• [Exercise prompt]: A word-for-word transcription of the records is required.

• [Given information]:
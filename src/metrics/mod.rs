//! Prometheus metrics for pipeline runs, remote calls and stored artifacts.
//!
//! ```ignore
//! use content_forge::metrics::{export_metrics, init_metrics, MetricsCollector};
//!
//! init_metrics().expect("Failed to initialize metrics");
//! MetricsCollector::new().record_pipeline_run("draft_generation", "success", 12.5);
//! println!("{}", export_metrics());
//! ```

pub mod collectors;
pub mod prometheus;

pub use collectors::MetricsCollector;
pub use prometheus::{export_metrics, init_metrics};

• [Task answer]:
filename src/metrics/mod.rs
//! Prometheus metrics for pipeline runs, remote calls and stored artifacts.
//!
//! ```ignore
//! use content_forge::metrics::{export_metrics, init_metrics, MetricsCollector};
//!
//! init_metrics().expect("Failed to initialize metrics");
//! MetricsCollector::new().record_pipeline_run("draft_generation", "success", 12.5);
//! println!("{}", export_metrics());
//! ```

pub mod collectors;
pub mod prometheus;

pub use collectors::MetricsCollector;
pub use prometheus::{export_metrics, init_metrics};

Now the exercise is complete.